# EXERCISE DETAILS
Check each line of the listing below for the string "stored", then give only the number of lines where it occurs.

# SOURCE MATERIAL
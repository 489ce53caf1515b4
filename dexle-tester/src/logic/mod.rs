pub mod reports;
pub mod strategy;
pub mod tester;

pub use strategy::GuessStrategy;
pub use tester::{LogicTester, ScenarioResult};
//! Persisted daily-session record and its validation on reload.
use chrono::NaiveDate;
use serde::{Deserialize, Serialize};
use thiserror::Error;

use crate::catalog::{Catalog, Entity};
use crate::seed::daily_index;
use crate::session::{GameMode, Session};

/// Shape written after every accepted daily guess. Entities are stored by name.
#[derive(Debug, Clone, PartialEq, Eq, Serialize, Deserialize, Default)]
#[serde(rename_all = "camelCase", default)]
pub struct SessionRecord {
    pub date: Option<NaiveDate>,
    pub mode: Option<GameMode>,
    pub target: Option<String>,
    pub attempt_count: u32,
    pub history: Vec<String>,
    pub is_over: bool,
    pub is_won: bool,
}

/// Why a stored record cannot be resumed. The caller starts a fresh session instead.
#[derive(Debug, Clone, PartialEq, Eq, Error)]
pub enum RestoreError {
    #[error("record has no mode")]
    MissingMode,
    #[error("record mode {0} is not resumable")]
    NotDaily(GameMode),
    #[error("record belongs to {recorded:?}, today is {today}")]
    Stale {
        recorded: Option<NaiveDate>,
        today: NaiveDate,
    },
    #[error("record has no target")]
    MissingTarget,
    #[error("record target '{recorded}' is not today's target")]
    TargetMismatch { recorded: String },
    #[error("'{0}' is not in the catalog")]
    UnknownEntity(String),
    #[error("'{0}' appears twice in the history")]
    RepeatedGuess(String),
    #[error("attempt count {recorded} does not match {actual} history entries")]
    CountMismatch { recorded: u32, actual: u32 },
    #[error("history continues past the end of the game")]
    PlayedPastEnd,
    #[error("stored outcome does not match the replayed history")]
    OutcomeMismatch,
}

impl SessionRecord {
    #[must_use]
    pub fn from_session(session: &Session) -> Self {
        Self {
            date: session.date(),
            mode: Some(session.mode()),
            target: Some(session.target().name.clone()),
            attempt_count: session.attempt_count(),
            history: session.history().iter().map(|e| e.name.clone()).collect(),
            is_over: session.is_over(),
            is_won: session.is_won(),
        }
    }

    /// Rebuild today's daily session, re-resolving every name against `catalog`.
    ///
    /// # Errors
    ///
    /// Returns a `RestoreError` when the record is for another day or mode,
    /// names a target other than today's seeded pick, references unknown
    /// entities, or contradicts its own history.
    pub fn restore(&self, catalog: &Catalog, today: NaiveDate) -> Result<Session, RestoreError> {
        match self.mode {
            None => return Err(RestoreError::MissingMode),
            Some(GameMode::Daily) => {}
            Some(other) => return Err(RestoreError::NotDaily(other)),
        }
        if self.date != Some(today) {
            return Err(RestoreError::Stale {
                recorded: self.date,
                today,
            });
        }
        let target_name = self.target.as_deref().ok_or(RestoreError::MissingTarget)?;
        let target = resolve(catalog, target_name)?;
        let seeded = catalog.get(daily_index(today, catalog.len()));
        if !seeded.is_some_and(|seeded| seeded.same_name(&target.name)) {
            return Err(RestoreError::TargetMismatch {
                recorded: target.name,
            });
        }

        let mut history: Vec<Entity> = Vec::with_capacity(self.history.len());
        for name in &self.history {
            let entity = resolve(catalog, name)?;
            if history.iter().any(|seen| seen.same_name(&entity.name)) {
                return Err(RestoreError::RepeatedGuess(entity.name));
            }
            history.push(entity);
        }

        let actual = u32::try_from(history.len()).unwrap_or(u32::MAX);
        if actual != self.attempt_count {
            return Err(RestoreError::CountMismatch {
                recorded: self.attempt_count,
                actual,
            });
        }
        let ended_early = history
            .iter()
            .rev()
            .skip(1)
            .any(|guess| guess.same_name(&target.name));
        let limit = GameMode::Daily.attempt_limit().bound().map(u32::from);
        if ended_early || limit.is_some_and(|limit| actual > limit) {
            return Err(RestoreError::PlayedPastEnd);
        }

        let session = Session::from_parts(GameMode::Daily, Some(today), target, history);
        if session.is_over() != self.is_over || session.is_won() != self.is_won {
            return Err(RestoreError::OutcomeMismatch);
        }
        Ok(session)
    }
}

fn resolve(catalog: &Catalog, name: &str) -> Result<Entity, RestoreError> {
    catalog
        .find(name)
        .cloned()
        .ok_or_else(|| RestoreError::UnknownEntity(name.to_string()))
}
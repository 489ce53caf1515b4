pub mod scenario;

use anyhow::{Context, Result};
use chrono::NaiveDate;

pub fn split_csv(s: &str) -> Vec<String> {
    s.split(',')
        .map(|x| x.trim().to_string())
        .filter(|x| !x.is_empty())
        .collect()
}

/// Resolve `--dates` tokens: `today`, `week` (seven days from `today`), or `YYYY-MM-DD`.
pub fn resolve_dates(tokens: &[String], today: NaiveDate) -> Result<Vec<NaiveDate>> {
    let mut dates = Vec::new();
    for token in tokens {
        match token.to_lowercase().as_str() {
            "today" => dates.push(today),
            "week" => dates.extend(today.iter_days().take(7)),
            other => dates.push(
                NaiveDate::parse_from_str(other, "%Y-%m-%d")
                    .with_context(|| format!("invalid date '{token}'"))?,
            ),
        }
    }
    dates.dedup();
    Ok(dates)
}

#[cfg(test)]
mod tests {
    use super::*;

    fn day(d: u32) -> NaiveDate {
        NaiveDate::from_ymd_opt(2026, 10, d).unwrap()
    }

    #[test]
    fn split_csv_trims_and_filters() {
        let parts = split_csv(" alpha, ,beta,  gamma ");
        assert_eq!(parts, vec!["alpha", "beta", "gamma"]);
    }

    #[test]
    fn dates_expand_keywords() {
        let tokens = split_csv("2026-10-01,today,week");
        let dates = resolve_dates(&tokens, day(18)).unwrap();
        assert_eq!(dates.len(), 8);
        assert_eq!(dates[0], day(1));
        assert_eq!(dates[1], day(18));
        assert_eq!(dates[7], day(24));
    }

    #[test]
    fn bad_dates_are_errors() {
        let err = resolve_dates(&["18/10/2026".to_string()], day(18)).unwrap_err();
        assert!(err.to_string().contains("invalid date"));
    }
}
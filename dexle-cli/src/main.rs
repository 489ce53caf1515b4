mod render;
mod storage;

use anyhow::{Context, Result};
use chrono::{Local, NaiveDate};
use clap::{Parser, Subcommand, ValueEnum};
use colored::Colorize;
use dexle_game::{GameEngine, GameError, GameMode, GameStorage};
use rand::Rng;
use rand::SeedableRng;
use rand_chacha::ChaCha20Rng;
use std::io::{self, BufRead, Write};
use std::path::PathBuf;

use storage::{CatalogSource, JsonFileStorage, default_data_dir};

#[derive(Debug, Clone, Copy, PartialEq, Eq, ValueEnum)]
enum ModeArg {
    /// Today's shared puzzle, six tries
    Daily,
    /// Random target, unlimited tries (unlocks after the daily game)
    FreePlay,
}

impl From<ModeArg> for GameMode {
    fn from(mode: ModeArg) -> Self {
        match mode {
            ModeArg::Daily => Self::Daily,
            ModeArg::FreePlay => Self::FreePlay,
        }
    }
}

#[derive(Debug, Parser)]
#[command(name = "dexle", version)]
#[command(about = "Daily deduction game: name the mystery entity from attribute hints")]
struct Args {
    /// Catalog JSON file to use instead of the bundled one
    #[arg(long, global = true)]
    catalog: Option<PathBuf>,

    /// Directory holding saved progress and statistics
    #[arg(long, global = true)]
    data_dir: Option<PathBuf>,

    /// Play as if today were this date (YYYY-MM-DD)
    #[arg(long, global = true)]
    date: Option<NaiveDate>,

    /// Seed for free-play target draws
    #[arg(long, global = true)]
    seed: Option<u64>,

    #[command(subcommand)]
    command: Option<Command>,
}

#[derive(Debug, Subcommand)]
enum Command {
    /// Play interactively (default)
    Play {
        #[arg(long, value_enum, default_value_t = ModeArg::Daily)]
        mode: ModeArg,
    },
    /// Submit guesses to today's daily game without prompting
    Guess {
        #[arg(required = true)]
        names: Vec<String>,
    },
    /// Show daily and free-play statistics
    Stats {
        /// Print raw JSON instead of a summary
        #[arg(long)]
        json: bool,
    },
    /// Print the spoiler-free share text for today's daily game
    Share,
    /// List catalog names containing a fragment
    Suggest { term: String },
    /// Discard today's daily progress (statistics are kept)
    Reset,
}

type Engine<S> = GameEngine<S, ChaCha20Rng>;

fn main() -> Result<()> {
    env_logger::init();
    let args = Args::parse();

    let catalog = args
        .catalog
        .clone()
        .map_or(CatalogSource::Bundled, CatalogSource::File);
    let data_dir = args.data_dir.clone().unwrap_or_else(default_data_dir);
    let today = args.date.unwrap_or_else(|| Local::now().date_naive());
    let rng = ChaCha20Rng::seed_from_u64(args.seed.unwrap_or_else(|| rand::thread_rng().r#gen()));

    let mut engine = GameEngine::start(&catalog, JsonFileStorage::new(data_dir), rng, today)
        .context("failed to start Dexle")?;
    log::debug!("data directory {}", engine.storage().dir().display());

    let stdout = io::stdout();
    let mut out = stdout.lock();
    match args.command.unwrap_or(Command::Play {
        mode: ModeArg::Daily,
    }) {
        Command::Play { mode } => {
            let stdin = io::stdin();
            play(&mut engine, mode.into(), stdin.lock(), &mut out)?;
        }
        Command::Guess { names } => guess_all(&mut engine, &names, &mut out)?,
        Command::Stats { json } => print_stats(&engine, json, &mut out)?,
        Command::Share => write!(out, "{}", engine.share_text())?,
        Command::Suggest { term } => {
            for entity in engine.suggest(&term) {
                writeln!(out, "{entity}")?;
            }
        }
        Command::Reset => {
            engine.reset(Some(GameMode::Daily))?;
            writeln!(out, "Today's daily game was reset.")?;
        }
    }
    report_warnings(&mut engine);
    out.flush()?;
    Ok(())
}

fn report_warnings<S: GameStorage>(engine: &mut Engine<S>) {
    for warning in engine.take_persistence_warnings() {
        eprintln!("⚠️  {}", warning.to_string().yellow());
    }
}

const HELP: &str = "Type a name to guess. Commands: :help :share :stats :daily :free :reset :quit, ?<text> for suggestions";

/// Interactive loop over `input`. Returns when input ends or `:quit` is entered.
fn play<S, I, W>(engine: &mut Engine<S>, mode: GameMode, input: I, out: &mut W) -> Result<()>
where
    S: GameStorage,
    I: BufRead,
    W: Write,
{
    writeln!(out, "{}", "🔎 Dexle".bright_cyan().bold())?;
    writeln!(out, "{HELP}")?;
    if mode == GameMode::FreePlay {
        switch(engine, GameMode::FreePlay, out)?;
    }
    show_session(engine, out)?;

    for line in input.lines() {
        let line = line.context("failed to read input")?;
        let line = line.trim();
        match line {
            "" => continue,
            ":quit" | ":q" => break,
            ":help" => writeln!(out, "{HELP}")?,
            ":share" => write!(out, "{}", engine.share_text())?,
            ":stats" => print_stats(engine, false, out)?,
            ":daily" => switch(engine, GameMode::Daily, out)?,
            ":free" => switch(engine, GameMode::FreePlay, out)?,
            ":reset" => {
                let mode = engine.mode();
                if let Err(err) = engine.reset(Some(mode)) {
                    writeln!(out, "{}", err.to_string().yellow())?;
                }
                show_session(engine, out)?;
            }
            _ if line.starts_with('?') => {
                let names: Vec<String> = engine
                    .suggest(line.trim_start_matches('?'))
                    .iter()
                    .map(|entity| entity.name.clone())
                    .collect();
                writeln!(out, "{}", names.join(", "))?;
            }
            guess => submit(engine, guess, out)?,
        }
        report_warnings(engine);
    }
    Ok(())
}

fn switch<S: GameStorage, W: Write>(engine: &mut Engine<S>, mode: GameMode, out: &mut W) -> Result<()> {
    match engine.switch_mode(mode) {
        Ok(()) => {
            writeln!(out, "Switched to {mode}.")?;
            show_session(engine, out)
        }
        Err(err @ GameError::ModeSwitchDenied { .. }) => {
            writeln!(out, "{}", err.to_string().yellow())?;
            Ok(())
        }
        Err(err) => Err(err.into()),
    }
}

fn submit<S: GameStorage, W: Write>(engine: &mut Engine<S>, guess: &str, out: &mut W) -> Result<()> {
    match engine.submit_guess(guess) {
        Ok(outcome) => {
            writeln!(out, "{}", render::report_line(&outcome.report))?;
            writeln!(out, "{}", render::status_line(engine.session()))?;
            if outcome.status.is_over() {
                writeln!(out)?;
                write!(out, "{}", engine.share_text())?;
            }
        }
        Err(GameError::Guess(err)) => writeln!(out, "{}", err.to_string().yellow())?,
        Err(err) => return Err(err.into()),
    }
    Ok(())
}

fn guess_all<S: GameStorage, W: Write>(
    engine: &mut Engine<S>,
    names: &[String],
    out: &mut W,
) -> Result<()> {
    for name in names {
        submit(engine, name, out)?;
    }
    Ok(())
}

fn show_session<S: GameStorage, W: Write>(engine: &Engine<S>, out: &mut W) -> Result<()> {
    let session = engine.session();
    let title = match session.date() {
        Some(date) => format!("{} {date}", session.mode()),
        None => session.mode().to_string(),
    };
    writeln!(out, "{}", title.bold())?;
    if !session.history().is_empty() {
        write!(out, "{}", render::board(session))?;
    }
    writeln!(out, "{}", render::status_line(session))?;
    Ok(())
}

fn print_stats<S: GameStorage, W: Write>(engine: &Engine<S>, json: bool, out: &mut W) -> Result<()> {
    let stats = engine.stats();
    if json {
        let value = serde_json::json!({
            "daily": stats.daily,
            "freePlay": stats.free_play,
        });
        writeln!(out, "{}", serde_json::to_string_pretty(&value)?)?;
    } else {
        write!(out, "{}", render::daily_stats(&stats.daily))?;
        writeln!(out)?;
        write!(out, "{}", render::free_play_stats(&stats.free_play))?;
    }
    Ok(())
}
//! In-memory storage gateway and the persistence failure vocabulary.
use std::cell::RefCell;
use std::fmt;
use std::rc::Rc;
use thiserror::Error;

use crate::GameStorage;
use crate::record::SessionRecord;
use crate::stats::{DailyStats, FreePlayStats};

/// The three independently persisted records.
#[derive(Debug, Clone, Copy, PartialEq, Eq, Hash)]
pub enum RecordKind {
    Session,
    DailyStats,
    FreePlayStats,
}

impl fmt::Display for RecordKind {
    fn fmt(&self, f: &mut fmt::Formatter<'_>) -> fmt::Result {
        match self {
            Self::Session => f.write_str("daily session"),
            Self::DailyStats => f.write_str("daily statistics"),
            Self::FreePlayStats => f.write_str("free-play statistics"),
        }
    }
}

/// A gateway failure the engine absorbed instead of propagating.
#[derive(Debug, Clone, PartialEq, Eq, Error)]
pub enum PersistenceFailure {
    #[error("could not read {record}: {message}")]
    Read { record: RecordKind, message: String },
    #[error("could not write {record}: {message}")]
    Write { record: RecordKind, message: String },
}

#[derive(Debug, Clone, PartialEq, Eq, Error)]
pub enum StorageError {
    #[error("storage is unavailable for reads")]
    ReadUnavailable,
    #[error("storage is unavailable for writes")]
    WriteUnavailable,
}

#[derive(Debug, Default)]
struct MemorySlots {
    session: Option<SessionRecord>,
    daily: Option<DailyStats>,
    free_play: Option<FreePlayStats>,
    fail_reads: bool,
    fail_writes: bool,
}

/// Shared in-memory store. Clones observe the same records.
#[derive(Debug, Clone, Default)]
pub struct MemoryStorage {
    slots: Rc<RefCell<MemorySlots>>,
}

impl MemoryStorage {
    #[must_use]
    pub fn new() -> Self {
        Self::default()
    }

    /// Make every subsequent read fail.
    pub fn fail_reads(&self, fail: bool) {
        self.slots.borrow_mut().fail_reads = fail;
    }

    /// Make every subsequent write fail.
    pub fn fail_writes(&self, fail: bool) {
        self.slots.borrow_mut().fail_writes = fail;
    }

    #[must_use]
    pub fn session(&self) -> Option<SessionRecord> {
        self.slots.borrow().session.clone()
    }

    #[must_use]
    pub fn daily_stats(&self) -> Option<DailyStats> {
        self.slots.borrow().daily.clone()
    }

    #[must_use]
    pub fn free_play_stats(&self) -> Option<FreePlayStats> {
        self.slots.borrow().free_play.clone()
    }

    fn read<T>(&self, pick: impl FnOnce(&MemorySlots) -> Option<T>) -> Result<Option<T>, StorageError> {
        let slots = self.slots.borrow();
        if slots.fail_reads {
            return Err(StorageError::ReadUnavailable);
        }
        Ok(pick(&slots))
    }

    fn write(&self, put: impl FnOnce(&mut MemorySlots)) -> Result<(), StorageError> {
        let mut slots = self.slots.borrow_mut();
        if slots.fail_writes {
            return Err(StorageError::WriteUnavailable);
        }
        put(&mut slots);
        Ok(())
    }
}

impl GameStorage for MemoryStorage {
    type Error = StorageError;

    fn load_session(&self) -> Result<Option<SessionRecord>, Self::Error> {
        self.read(|slots| slots.session.clone())
    }

    fn save_session(&self, record: &SessionRecord) -> Result<(), Self::Error> {
        self.write(|slots| slots.session = Some(record.clone()))
    }

    fn clear_session(&self) -> Result<(), Self::Error> {
        self.write(|slots| slots.session = None)
    }

    fn load_daily_stats(&self) -> Result<Option<DailyStats>, Self::Error> {
        self.read(|slots| slots.daily.clone())
    }

    fn save_daily_stats(&self, stats: &DailyStats) -> Result<(), Self::Error> {
        self.write(|slots| slots.daily = Some(stats.clone()))
    }

    fn load_free_play_stats(&self) -> Result<Option<FreePlayStats>, Self::Error> {
        self.read(|slots| slots.free_play.clone())
    }

    fn save_free_play_stats(&self, stats: &FreePlayStats) -> Result<(), Self::Error> {
        self.write(|slots| slots.free_play = Some(stats.clone()))
    }
}
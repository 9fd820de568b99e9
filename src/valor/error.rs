use thiserror::Error;

#[derive(Error, Debug)]
pub enum ValorError {
    #[error("Failed to load records from {location}: {reason}")]
    Load { location: String, reason: String },

    #[error("Record not found: {0}")]
    RecordNotFound(String),

    #[error("IO error: {0}")]
    Io(#[from] std::io::Error),

    #[error("Serialization error: {0}")]
    Serialization(#[from] serde_json::Error),

    #[error("Config error: {0}")]
    Config(String),

    #[error("Api Error: {0}")]
    Api(String),
}

impl ValorError {
    pub fn load(location: impl Into<String>, reason: impl std::fmt::Display) -> Self {
        ValorError::Load {
            location: location.into(),
            reason: reason.to_string(),
        }
    }

    /// Whether this error puts a page into its error state.
    ///
    /// A failed transport, an unparsable document and a detail lookup for an
    /// unknown id all end the same way for the reader.
    pub fn is_load_error(&self) -> bool {
        matches!(
            self,
            ValorError::Load { .. } | ValorError::RecordNotFound(_)
        )
    }
}

pub type Result<T> = std::result::Result<T, ValorError>;
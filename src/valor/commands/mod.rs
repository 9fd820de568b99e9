use crate::config::ValorConfig;
use crate::detail::DetailView;
use crate::error::{Result, ValorError};
use crate::listing::ListingStatus;
use crate::model::Record;
use crate::vocabulary::Vocabulary;
use std::path::PathBuf;

pub mod config;
pub mod filters;
pub mod list;
pub mod view;

/// Where configuration lives for each scope.
#[derive(Debug, Clone, Copy, PartialEq, Eq, Hash)]
pub enum Scope {
    Project,
    Global,
}

#[derive(Debug, Clone)]
pub struct ValorPaths {
    pub project: Option<PathBuf>,
    pub global: PathBuf,
}

impl ValorPaths {
    pub fn scope_dir(&self, scope: Scope) -> Result<PathBuf> {
        match scope {
            Scope::Project => self
                .project
                .clone()
                .ok_or_else(|| ValorError::Config("Project scope is not available".to_string())),
            Scope::Global => Ok(self.global.clone()),
        }
    }
}

#[derive(Debug, Clone)]
pub enum MessageLevel {
    Info,
    Success,
    Warning,
    Error,
}

#[derive(Debug, Clone)]
pub struct CmdMessage {
    pub level: MessageLevel,
    pub content: String,
}

impl CmdMessage {
    pub fn info(content: impl Into<String>) -> Self {
        Self {
            level: MessageLevel::Info,
            content: content.into(),
        }
    }

    pub fn success(content: impl Into<String>) -> Self {
        Self {
            level: MessageLevel::Success,
            content: content.into(),
        }
    }

    pub fn warning(content: impl Into<String>) -> Self {
        Self {
            level: MessageLevel::Warning,
            content: content.into(),
        }
    }

    pub fn error(content: impl Into<String>) -> Self {
        Self {
            level: MessageLevel::Error,
            content: content.into(),
        }
    }
}

#[derive(Debug, Default)]
pub struct CmdResult {
    pub status: Option<ListingStatus>,
    pub listed: Vec<Record>,
    pub total: usize,
    pub vocabulary: Option<Vocabulary>,
    pub detail: Option<DetailView>,
    pub config: Option<ValorConfig>,
    pub messages: Vec<CmdMessage>,
}

impl CmdResult {
    pub fn add_message(&mut self, message: CmdMessage) {
        self.messages.push(message);
    }

    pub fn with_listing(mut self, status: ListingStatus, listed: Vec<Record>, total: usize) -> Self {
        self.status = Some(status);
        self.listed = listed;
        self.total = total;
        self
    }

    pub fn with_vocabulary(mut self, vocabulary: Vocabulary) -> Self {
        self.vocabulary = Some(vocabulary);
        self
    }

    pub fn with_detail(mut self, detail: DetailView) -> Self {
        self.detail = Some(detail);
        self
    }

    pub fn with_config(mut self, config: ValorConfig) -> Self {
        self.config = Some(config);
        self
    }
}
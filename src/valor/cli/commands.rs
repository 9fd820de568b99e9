//! # CLI Layer
//!
//! This module is **one possible UI client** for valor. It is not the application itself.
//!
//! The CLI layer is the **only** place in the codebase that:
//! - Knows about terminal I/O (stdout, stderr, stdin)
//! - Installs the tracing subscriber
//! - Handles argument parsing
//! - Formats output for human consumption
//!
//! ## Responsibilities
//!
//! 1. **Argument Parsing**: Convert shell arguments into typed commands via clap
//! 2. **Context Setup**: Build `ValorContext` with API, scope, and configuration
//! 3. **API Dispatch**: Call the appropriate `ValorApi` method
//! 4. **Output Formatting**: Fill a page's regions from the `CmdResult` and print it
//! 5. **Error Handling**: Hand errors back to `main`, which prints the error panel
//!
//! ## Structure
//!
//! - `run()`: Main dispatch logic (called by `main.rs`)
//! - `handle_*()`: Per-command handlers that call the API and print

use super::browse;
use super::render::{
    render_config, render_detail, render_listing, render_messages, render_vocabulary,
    RenderOptions,
};
use super::setup::{print_grouped_help, print_help_for_command, print_subcommand_help, Cli, Commands};
use super::surface::{Region, Surface, TerminalPage};
use clap::Parser;
use console::Term;
use std::io::IsTerminal;
use std::path::PathBuf;
use tracing_subscriber::{layer::SubscriberExt, util::SubscriberInitExt, EnvFilter};
use valor::api::ConfigAction;
use valor::error::Result;
use valor::filter::{Category, FilterCriteria};
use valor::init::{initialize, ValorContext};
use valor::store::DataSource;

pub fn run() -> Result<()> {
    let cli = Cli::parse();

    if cli.help {
        if cli.command.is_none() {
            print_grouped_help();
        } else {
            print_subcommand_help(&cli.command);
        }
        return Ok(());
    }

    init_tracing(cli.verbose);

    if let Some(Commands::Help { command }) = &cli.command {
        match command {
            Some(name) => print_help_for_command(name),
            None => print_grouped_help(),
        }
        return Ok(());
    }

    let cwd = std::env::current_dir().unwrap_or_else(|_| PathBuf::from("."));
    let ctx = initialize(&cwd, cli.global, cli.data.as_deref());

    match cli.command {
        Some(Commands::List {
            search,
            war,
            state,
            award,
            no_count,
        }) => {
            let mut criteria = FilterCriteria::new();
            if let Some(term) = search {
                criteria.set_search(term);
            }
            criteria.set(Category::War, war);
            criteria.set(Category::State, state);
            criteria.set(Category::Award, award);
            handle_list(&ctx, &criteria, no_count)
        }
        Some(Commands::Browse) => browse::run(&ctx.api, &ctx.config),
        Some(Commands::Filters) => handle_filters(&ctx),
        Some(Commands::View { id }) => handle_view(&ctx, &id),
        Some(Commands::Config { key, value }) => handle_config(&ctx, key, value),
        Some(Commands::Help { .. }) => Ok(()),
        None => handle_list(&ctx, &FilterCriteria::new(), false),
    }
}

/// Logs go to stderr. `RUST_LOG` wins; otherwise warnings only, or debug with `-v`.
fn init_tracing(verbose: bool) {
    let default = if verbose { "valor=debug" } else { "warn" };
    let filter = EnvFilter::try_from_default_env().unwrap_or_else(|_| EnvFilter::new(default));
    let _ = tracing_subscriber::registry()
        .with(filter)
        .with(
            tracing_subscriber::fmt::layer()
                .with_writer(std::io::stderr)
                .with_target(false),
        )
        .try_init();
}

/// Shows a loading line on stderr while `load` runs, when stderr is a terminal.
fn with_loading<T>(location: &str, load: impl FnOnce() -> T) -> T {
    let term = Term::stderr();
    let interactive = std::io::stderr().is_terminal();
    if interactive {
        let _ = term.write_str(&format!("Loading records from {}…", location));
    }
    let out = load();
    if interactive {
        let _ = term.clear_line();
    }
    out
}

fn handle_list(ctx: &ValorContext, criteria: &FilterCriteria, no_count: bool) -> Result<()> {
    let location = ctx.api.source().location();
    let result = with_loading(&location, || ctx.api.list(criteria))?;

    let opts = RenderOptions::detect();
    let mut page = TerminalPage::listing(ctx.config.show_count && !no_count);
    render_listing(&mut page, &result, &ctx.config.images(), opts);
    print!("{}", page.render());
    Ok(())
}

fn handle_view(ctx: &ValorContext, id: &str) -> Result<()> {
    let location = ctx.api.source().location();
    let result = with_loading(&location, || ctx.api.view(id))?;

    let opts = RenderOptions::detect();
    let mut page = TerminalPage::detail();
    if let Some(detail) = &result.detail {
        page.show_state(Region::Detail, render_detail(detail, opts));
    }
    page.write(Region::Messages, render_messages(&result.messages, opts));
    print!("{}", page.render());
    Ok(())
}

fn handle_filters(ctx: &ValorContext) -> Result<()> {
    let location = ctx.api.source().location();
    let result = with_loading(&location, || ctx.api.filters())?;

    let opts = RenderOptions::detect();
    if let Some(vocabulary) = &result.vocabulary {
        print!("{}", render_vocabulary(vocabulary, opts));
        println!();
    }
    print!("{}", render_messages(&result.messages, opts));
    Ok(())
}

fn handle_config(ctx: &ValorContext, key: Option<String>, value: Option<String>) -> Result<()> {
    let show_all = key.is_none();
    let action = match (key, value) {
        (None, _) => ConfigAction::ShowAll,
        (Some(k), None) => ConfigAction::ShowKey(k),
        (Some(k), Some(v)) => ConfigAction::Set(k, v),
    };

    let result = ctx.api.config(ctx.scope, action)?;
    let opts = RenderOptions::detect();
    if show_all {
        if let Some(config) = &result.config {
            print!("{}", render_config(config, opts));
            println!();
        }
    }
    print!("{}", render_messages(&result.messages, opts));
    Ok(())
}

# EXERCISE SOLUTION
3